À quelques semaines d’intervalle, l’île de Cebu, au cœur des Philippines, a été frappée par deux catastrophes naturelles majeures : un puissant tremblement de terre, puis un cyclone accompagné d’inondations meurtrières.

 

l’île de Cebu. Photo: Internet

 

Le typhon Tino a provoqué des pluies diluviennes et des inondations dévastatrices. Au moins 111 personnes ont perdu la vie, et plus de 32 000 familles ont été déplacées vers des centres d’évacuation. Les quartiers riverains ont été particulièrement touchés, avec de nombreuses maisons détruites et des infrastructures gravement endommagées, compliquant l’aide humanitaire. Ces inondations mettent en évidence la fragilité des infrastructures et le rôle crucial des flood control projects, qui, dans de nombreux cas, ont été mal exécutés ou corrompus, aggravant l’impact humain et matériel de la catastrophe. Mais, comme souvent dans ce pays où la nature est à la fois généreuse et sauvage, l’île se relève, panse ses blessures et reprend peu à peu vie.

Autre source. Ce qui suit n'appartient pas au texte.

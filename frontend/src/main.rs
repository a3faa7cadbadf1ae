//! CarbonMart 浏览器入口

use carbonmart_frontend::App;
use leptos::prelude::*;

// wasm 目标使用 lol_alloc 作为全局分配器以减小体积
#[cfg(target_arch = "wasm32")]
use lol_alloc::{AssumeSingleThreaded, FreeListAllocator};

#[cfg(target_arch = "wasm32")]
#[global_allocator]
static ALLOCATOR: AssumeSingleThreaded<FreeListAllocator> =
    unsafe { AssumeSingleThreaded::new(FreeListAllocator::new()) };

fn main() {
    // 日志后端由 App 根据配置安装，这里只接管 panic 输出
    console_error_panic_hook::set_once();
    mount_to_body(App);
}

Un pays magnifique… mais exposé

Archipel volcanique, les Philippines reposent sur des plaques sismiques instables, à l’origine de fréquents tremblements de terre. Plusieurs volcans restent en activité. À cela s’ajoute la position du pays sur la trajectoire des cyclones du Pacifique : une vingtaine de typhons chaque année, dont certains atteignent le niveau de super typhons. La beauté luxuriante du pays – soleil, pluie et forêts – coexiste avec cette réalité : la nature peut se montrer brutale et imprévisible.

Des catastrophes naturelles en plein scandale national

Ces événements surviennent dans un contexte particulier : le scandale des flood control projects, révélé en septembre dernier. Il a mis au jour un système massif de corruption dans l’attribution de projets censés limiter les inondations : chantiers inexistants, infrastructures de mauvaise qualité, surfacturations, rétrocommissions (estimées entre 25 à 30 %). Un scandale d’autant plus douloureux qu’il concerne des travaux destinés à protéger la population face aux catastrophes naturelles. Les Philippines figurent malheureusement parmi les nations les plus touchées par la corruption selon les classements internationaux. [1]Actuellement, selon Transparency International, elles sont classées 114ème sur 180 pays dans l’Indice de Perception de la Corruption (CPI), avec un score de 33/100, la moyenne mondiale étant de … Continue reading

 

Manifestations sur la Place Edsa – Manille

 

Un peuple discret, marqué par l’histoire

Ces révélations peuvent-elles provoquer un sursaut national ? Rien n’est moins sûr. Les Philippins sont peu enclins à descendre dans la rue. Les longues années de la dictature Marcos ont laissé des traces profondes : peur, habitude de subir, mais aussi un respect hiérarchique très enraciné. Contester ou protester n’est pas culturellement encouragé. La corruption finit par piéger tout le monde : chacun, d’une manière ou d’une autre, a déjà bénéficié ou accepté ce système, ce qui rend toute réforme intérieure encore plus difficile.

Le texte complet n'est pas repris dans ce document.